Auteur : Me Manuel St-Aubin, avocat chez St-Aubin avocats inc.

Date de rédaction : juillet 2021

Les différents types de recours hypothécaires

Un créancier bénéficiant d’une sûreté hypothécaire sur un bien du débiteur, peut, en cas de défaut de ce dernier, se prévaloir des recours suivants prévus au Code civil du Québec (C.c.Q.) :

  • L’action personnelle (qui n’est pas en soi un recours hypothécaire) ;
  • La prise de possession pour fin d’administration ;
  • La prise en paiement ;
  • La vente sous contrôle de justice ;
  • La vente de gré à gré[1].

Ces recours sont possibles seulement si les modalités préalables sont adéquatement remplies.

Les formalités préalables : le préavis d’exercice

Avant d’entreprendre un recours hypothécaire, le Code civil du Québec impose l’envoi et l’inscription d’un préavis d’exercice d’un droit hypothécaire[2].

Le préavis d’exercice doit notamment remplir les conditions suivantes :

  • Il « doit dénoncer tout défauts par le débiteur d’exécuter ses obligations » ;
  • Il doit rappeler le droit du débiteur ou d’un tiers la possibilité de remédier au défaut dénoncé ;
  • Il doit « indiquer le montant de la créance en capital et intérêts » ;
  • Il doit indiquer « la nature du droit hypothécaire que le créancier entend exercer » ;
  • Il doit « fournir une description du bien grevé et sommer celui contre qui le droit hypothécaire est exercé de délaisser le bien, avant l’expiration du délai imparti » ;
  • Il doit donner un délai pour délaisser le bien de 20 jours (pour un meuble), de 60 jours (pour un immeuble), ou de 10 jours (si le recours est une reprise de possession)[3] ;
  • Ce préavis doit entre autres être signifié au débiteur[4] et inscrit conformément au registre approprié (dans le cas d’un immeuble, ce sera au Registre foncier).

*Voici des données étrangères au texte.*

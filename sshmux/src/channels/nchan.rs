// Copyright 2016 Pierre-Étienne Meunier
//
// Licensed under the Apache License, Version 2.0 (the "License");
// you may not use this file except in compliance with the License.
// You may obtain a copy of the License at
//
// http://www.apache.org/licenses/LICENSE-2.0
//
// Unless required by applicable law or agreed to in writing, software
// distributed under the License is distributed on an "AS IS" BASIS,
// WITHOUT WARRANTIES OR CONDITIONS OF ANY KIND, either express or implied.
// See the License for the specific language governing permissions and
// limitations under the License.
//
//! Half-close of channels.
//!
//! The receive half ("input", local descriptor to peer) and the
//! transmit half ("output", peer to local descriptor) are closed
//! independently:
//!
//! ```text
//! input:  OPEN -> WAIT_DRAIN -> CLOSED                  (2.0)
//!         OPEN -> WAIT_DRAIN -> WAIT_OCLOSE -> CLOSED   (1.5)
//! output: OPEN -> WAIT_DRAIN -> CLOSED                  (2.0)
//!         OPEN -> WAIT_IEOF / WAIT_DRAIN -> CLOSED      (1.5)
//! ```
//!
//! In protocol 2.0, the input half ends with an EOF message, and the
//! channel is dead once both halves are closed and CLOSE was both
//! sent and received. In protocol 1.5, CHANNEL_CLOSE means "input
//! EOF" and CLOSE_CONFIRMATION means "output closed".
use super::{Channel, ChannelState, CloseFlags, ExtendedUsage, InputState, OutputState};
use crate::server::Session;

fn set_istate(c: &mut Channel, next: InputState) {
    debug!("channel {}: input {:?} -> {:?}", c.id, c.istate, next);
    c.istate = next
}

fn set_ostate(c: &mut Channel, next: OutputState) {
    debug!("channel {}: output {:?} -> {:?}", c.id, c.ostate, next);
    c.ostate = next
}

/// The local read side failed or reached EOF.
pub fn read_failed(c: &mut Channel, s: &mut Session) {
    debug!("channel {}: read failed", c.id);
    match c.istate {
        InputState::Open => {
            shutdown_read(c, s);
            set_istate(c, InputState::WaitDrain)
        }
        st => error!("channel {}: chan_read_failed for istate {:?}", c.id, st),
    }
}

/// All buffered input was sent after the read side failed.
pub fn ibuf_empty(c: &mut Channel, s: &mut Session) {
    debug!("channel {}: ibuf empty", c.id);
    if !c.input.is_empty() {
        error!("channel {}: chan_ibuf_empty for non empty buffer", c.id);
        return;
    }
    if s.protocol().is_v2() {
        match c.istate {
            InputState::WaitDrain => {
                if !c.flags.contains(CloseFlags::CLOSE_SENT) {
                    send_eof2(c, s)
                }
                set_istate(c, InputState::Closed)
            }
            st => error!("channel {}: chan_ibuf_empty for istate {:?}", c.id, st),
        }
    } else {
        match c.istate {
            InputState::WaitDrain => {
                send_ieof1(c, s);
                set_istate(c, InputState::WaitOclose)
            }
            st => error!("channel {}: chan_ibuf_empty for istate {:?}", c.id, st),
        }
    }
}

/// The peer will not send more data.
pub fn rcvd_ieof(c: &mut Channel, s: &mut Session) {
    debug!("channel {}: rcvd eof", c.id);
    if s.protocol().is_v2() {
        c.flags.insert(CloseFlags::EOF_RCVD);
        if c.ostate == OutputState::Open {
            set_ostate(c, OutputState::WaitDrain)
        }
    } else {
        match c.ostate {
            OutputState::Open => set_ostate(c, OutputState::WaitDrain),
            OutputState::WaitIeof => set_ostate(c, OutputState::Closed),
            st => error!("channel {}: protocol error: rcvd_ieof for ostate {:?}", c.id, st),
        }
    }
}

/// The peer closed the channel (2.0), or closed its output (1.5).
pub fn rcvd_oclose(c: &mut Channel, s: &mut Session) {
    debug!("channel {}: rcvd close", c.id);
    if s.protocol().is_v2() {
        if c.flags.contains(CloseFlags::CLOSE_RCVD) {
            error!("channel {}: protocol error: close rcvd twice", c.id)
        }
        c.flags.insert(CloseFlags::CLOSE_RCVD);
        if c.state == ChannelState::Larval {
            // Nothing was attached, tear both halves down at once.
            set_ostate(c, OutputState::Closed);
            set_istate(c, InputState::Closed);
            return;
        }
        if c.ostate == OutputState::Open {
            // Write what was already received.
            set_ostate(c, OutputState::WaitDrain)
        }
        match c.istate {
            InputState::Open => {
                shutdown_read(c, s);
                set_istate(c, InputState::Closed)
            }
            InputState::WaitDrain => {
                send_eof2(c, s);
                set_istate(c, InputState::Closed)
            }
            _ => {}
        }
    } else {
        match c.istate {
            InputState::Open => {
                shutdown_read(c, s);
                send_ieof1(c, s);
                set_istate(c, InputState::Closed)
            }
            InputState::WaitDrain => {
                send_ieof1(c, s);
                set_istate(c, InputState::Closed)
            }
            InputState::WaitOclose => set_istate(c, InputState::Closed),
            st => error!("channel {}: protocol error: rcvd_oclose for istate {:?}", c.id, st),
        }
    }
}

/// Writing to the local descriptor failed: nobody reads what the peer
/// sends any more.
pub fn write_failed(c: &mut Channel, s: &mut Session) {
    debug!("channel {}: write failed", c.id);
    if s.protocol().is_v2() {
        match c.ostate {
            OutputState::Open | OutputState::WaitDrain => {
                shutdown_write(c, s);
                set_ostate(c, OutputState::Closed)
            }
            st => error!("channel {}: chan_write_failed for ostate {:?}", c.id, st),
        }
    } else {
        match c.ostate {
            OutputState::Open => {
                send_oclose1(c, s);
                set_ostate(c, OutputState::WaitIeof)
            }
            OutputState::WaitDrain => {
                send_oclose1(c, s);
                set_ostate(c, OutputState::Closed)
            }
            st => error!("channel {}: chan_write_failed for ostate {:?}", c.id, st),
        }
    }
}

/// Everything received after the peer's EOF was written.
pub fn obuf_empty(c: &mut Channel, s: &mut Session) {
    debug!("channel {}: obuf empty", c.id);
    if !c.output.is_empty() {
        error!("channel {}: chan_obuf_empty for non empty buffer", c.id);
        return;
    }
    match c.ostate {
        OutputState::WaitDrain => {
            if s.protocol().is_v2() {
                shutdown_write(c, s)
            } else {
                send_oclose1(c, s)
            }
            set_ostate(c, OutputState::Closed)
        }
        st => error!("channel {}: internal error: obuf_empty for ostate {:?}", c.id, st),
    }
}

/// Whether the channel can be freed. With `send`, a CLOSE message is
/// sent if it is the last thing missing.
pub fn is_dead(c: &mut Channel, s: &mut Session, send: bool) -> bool {
    if c.state == ChannelState::Zombie {
        debug!("channel {}: zombie", c.id);
        return true;
    }
    if c.istate != InputState::Closed || c.ostate != OutputState::Closed {
        return false;
    }
    if !s.protocol().is_v2() {
        debug!("channel {}: is dead", c.id);
        return true;
    }
    if c.extended_usage == ExtendedUsage::Write && c.io.efd().is_some() && !c.extended.is_empty() {
        debug!("channel {}: active efd: {:?} len {}", c.id, c.io.efd(), c.extended.len());
        return false;
    }
    if c.pending_exit.is_some() && !c.flags.contains(CloseFlags::CLOSE_SENT) {
        debug!("channel {}: exit status not sent yet", c.id);
        return false;
    }
    if !c.flags.contains(CloseFlags::CLOSE_SENT) {
        if send {
            send_close2(c, s)
        } else if c.flags.contains(CloseFlags::CLOSE_RCVD) {
            // Dead as soon as we send our close.
            debug!("channel {}: almost dead", c.id);
            return true;
        }
    }
    if c.flags.contains(CloseFlags::CLOSE_SENT | CloseFlags::CLOSE_RCVD) {
        debug!("channel {}: is dead", c.id);
        return true;
    }
    false
}

/// Mark the channel for freeing regardless of its halves.
pub fn mark_dead(c: &mut Channel) {
    c.state = ChannelState::Zombie
}

fn send_eof2(c: &mut Channel, s: &mut Session) {
    debug!("channel {}: send eof", c.id);
    match c.istate {
        InputState::WaitDrain => {
            s.eof(c);
            c.flags.insert(CloseFlags::EOF_SENT)
        }
        st => error!("channel {}: cannot send eof for istate {:?}", c.id, st),
    }
}

fn send_close2(c: &mut Channel, s: &mut Session) {
    debug!("channel {}: send close", c.id);
    if c.ostate != OutputState::Closed || c.istate != InputState::Closed {
        error!(
            "channel {}: cannot send close for istate/ostate {:?}/{:?}",
            c.id, c.istate, c.ostate
        );
    } else if c.flags.contains(CloseFlags::CLOSE_SENT) {
        error!("channel {}: already sent close", c.id);
    } else {
        s.close(c);
        c.flags.insert(CloseFlags::CLOSE_SENT)
    }
}

fn send_ieof1(c: &mut Channel, s: &mut Session) {
    debug!("channel {}: send ieof", c.id);
    match c.istate {
        InputState::Open | InputState::WaitDrain => s.close(c),
        st => error!("channel {}: cannot send ieof for istate {:?}", c.id, st),
    }
}

fn send_oclose1(c: &mut Channel, s: &mut Session) {
    debug!("channel {}: send oclose", c.id);
    match c.ostate {
        OutputState::Open | OutputState::WaitDrain => {
            shutdown_write(c, s);
            s.close_confirmation(c)
        }
        st => error!("channel {}: cannot send oclose for ostate {:?}", c.id, st),
    }
}

fn shutdown_write(c: &mut Channel, s: &mut Session) {
    c.output.clear();
    if s.protocol().is_v2() && c.state == ChannelState::Larval {
        return;
    }
    debug!("channel {}: close_write", c.id);
    if let Err(e) = c.io.shutdown_write() {
        debug!("channel {}: chan_shutdown_write: shutdown() failed: {}", c.id, e)
    }
}

fn shutdown_read(c: &mut Channel, s: &mut Session) {
    if s.protocol().is_v2() && c.state == ChannelState::Larval {
        return;
    }
    debug!("channel {}: close_read", c.id);
    if let Err(e) = c.io.shutdown_read() {
        error!("channel {}: chan_shutdown_read: shutdown() failed: {}", c.id, e)
    }
}

#[cfg(test)]
mod test {
    use super::*;
    use crate::channels::{ChannelKind, Io};
    use crate::server::test_session;
    use crate::channels::Protocol;
    use crate::encoding::Reader;
    use crate::msg;
    use crate::ChannelId;

    fn open_channel() -> Channel {
        let mut c = Channel::new(
            ChannelId(0),
            ChannelKind::DirectTcpip,
            ChannelState::Open,
            Io::None,
            1024,
            512,
            "test",
        );
        c.remote_id = Some(7);
        c
    }

    fn sent(s: &mut Session) -> Vec<u8> {
        s.drain_messages().into_iter().map(|m| m[0]).collect()
    }

    #[test]
    fn local_eof_then_remote_close() {
        let mut s = test_session(Protocol::V2);
        let mut c = open_channel();
        read_failed(&mut c, &mut s);
        assert_eq!(c.istate, InputState::WaitDrain);
        ibuf_empty(&mut c, &mut s);
        assert_eq!(c.istate, InputState::Closed);
        assert!(c.flags.contains(CloseFlags::EOF_SENT));
        assert_eq!(sent(&mut s), vec![msg::CHANNEL_EOF]);

        assert!(!is_dead(&mut c, &mut s, true));
        rcvd_oclose(&mut c, &mut s);
        assert_eq!(c.ostate, OutputState::WaitDrain);
        obuf_empty(&mut c, &mut s);
        assert_eq!(c.ostate, OutputState::Closed);
        // Close received but not sent: almost dead.
        assert!(is_dead(&mut c, &mut s, false));
        assert!(sent(&mut s).is_empty());
        assert!(is_dead(&mut c, &mut s, true));
        assert_eq!(sent(&mut s), vec![msg::CHANNEL_CLOSE]);
    }

    #[test]
    fn remote_close_while_draining_sends_eof() {
        let mut s = test_session(Protocol::V2);
        let mut c = open_channel();
        read_failed(&mut c, &mut s);
        c.input.append(b"pending");
        rcvd_oclose(&mut c, &mut s);
        assert_eq!(c.istate, InputState::Closed);
        let m = s.drain_messages();
        assert_eq!(m.len(), 1);
        assert_eq!(m[0][0], msg::CHANNEL_EOF);
        let mut r = m[0].reader(1);
        assert_eq!(r.read_u32().unwrap(), 7);
    }

    #[test]
    fn close_twice_is_logged() {
        let mut s = test_session(Protocol::V2);
        let mut c = open_channel();
        rcvd_oclose(&mut c, &mut s);
        rcvd_oclose(&mut c, &mut s);
        assert!(c.flags.contains(CloseFlags::CLOSE_RCVD));
        assert_eq!(c.istate, InputState::Closed);
    }

    #[test]
    fn larval_close() {
        let mut s = test_session(Protocol::V2);
        let mut c = open_channel();
        c.state = ChannelState::Larval;
        rcvd_oclose(&mut c, &mut s);
        assert_eq!(c.istate, InputState::Closed);
        assert_eq!(c.ostate, OutputState::Closed);
        assert!(is_dead(&mut c, &mut s, true));
        assert_eq!(sent(&mut s), vec![msg::CHANNEL_CLOSE]);
    }

    #[test]
    fn write_failure_closes_output() {
        let mut s = test_session(Protocol::V2);
        let mut c = open_channel();
        c.output.append(b"lost");
        write_failed(&mut c, &mut s);
        assert_eq!(c.ostate, OutputState::Closed);
        assert!(c.output.is_empty());
        rcvd_ieof(&mut c, &mut s);
        assert!(c.flags.contains(CloseFlags::EOF_RCVD));
        assert_eq!(c.ostate, OutputState::Closed);
    }

    #[test]
    fn protocol_15_handshake() {
        let mut s = test_session(Protocol::Legacy15);
        let mut c = open_channel();
        read_failed(&mut c, &mut s);
        ibuf_empty(&mut c, &mut s);
        assert_eq!(c.istate, InputState::WaitOclose);
        write_failed(&mut c, &mut s);
        assert_eq!(c.ostate, OutputState::WaitIeof);
        assert_eq!(
            sent(&mut s),
            vec![msg::ssh1::CHANNEL_CLOSE, msg::ssh1::CHANNEL_CLOSE_CONFIRMATION]
        );
        assert!(!is_dead(&mut c, &mut s, true));
        rcvd_oclose(&mut c, &mut s);
        rcvd_ieof(&mut c, &mut s);
        assert_eq!(c.istate, InputState::Closed);
        assert_eq!(c.ostate, OutputState::Closed);
        assert!(is_dead(&mut c, &mut s, true));
        assert!(sent(&mut s).is_empty());
    }

    #[test]
    fn zombie() {
        let mut s = test_session(Protocol::V2);
        let mut c = open_channel();
        mark_dead(&mut c);
        assert!(is_dead(&mut c, &mut s, false));
    }
}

Du moment que toutes ces formalités sont remplies, le calcul du délai donné pour délaisser le bien commence.

Le délaissement volontaire ou forcé

À compter de l’inscription du préavis d’exercice, celui contre qui le droit hypothécaire est exercé peut délaisser le bien volontairement au créancier, ou sinon le créancier peut prendre un recours pour procéder au délaissement forcé[5].

a) Le délaissement volontaire

Selon le Code civil du Québec, le délaissement volontaire procède ainsi :

  • Il doit être fait avant l’expiration du délai dans le préavis d’exercice ;
  • « Celui contre qui le droit hypothécaire est exercé abandonne le bien au créancier afin qu’il en prenne possession » ou il consent par écrit à remettre le bien au créancier au moment convenu[6] ;
  • En cas de prise en paiement, « le délaissement volontaire doit être constaté dans un acte consenti par celui qui délaisse le bien et accepté par le créancier »[7].

b) Le délaissement forcé

Comme le nom le dit, le délaissement est « forcé » lorsque celui contre qui le droit hypothécaire est exercé ne délaisse pas volontairement le bien à l’expiration du délai donné au préavis d’exercice. Ce type de délaissement doit être demandé au tribunal.

Pour obtenir une ordonnance pour obtenir le délaissement forcé, le créancier doit démontrer notamment ce qui suit[8] :

  • L’existence de la créance ;
  • Le défaut du débiteur ;
  • Le refus de délaisser volontairement le bien ;
  • L’absence d’une cause valable d’opposition.

c) Le délaissement forcé avant l’expiration du délai au préavis

Le Code civil du Québec prévoit des situations exceptionnelles où le créancier peut obtenir le délaissement forcé avant l’expiration du délai prévu au préavis d’exercice.

Ces exceptions sont les suivantes :

  • S’il est à craindre que sans cette mesure le recouvrement de la créance soit mis en péril ; ou
  • « Lorsque le bien est susceptible de dépérir ou de se déprécier rapidement »[9].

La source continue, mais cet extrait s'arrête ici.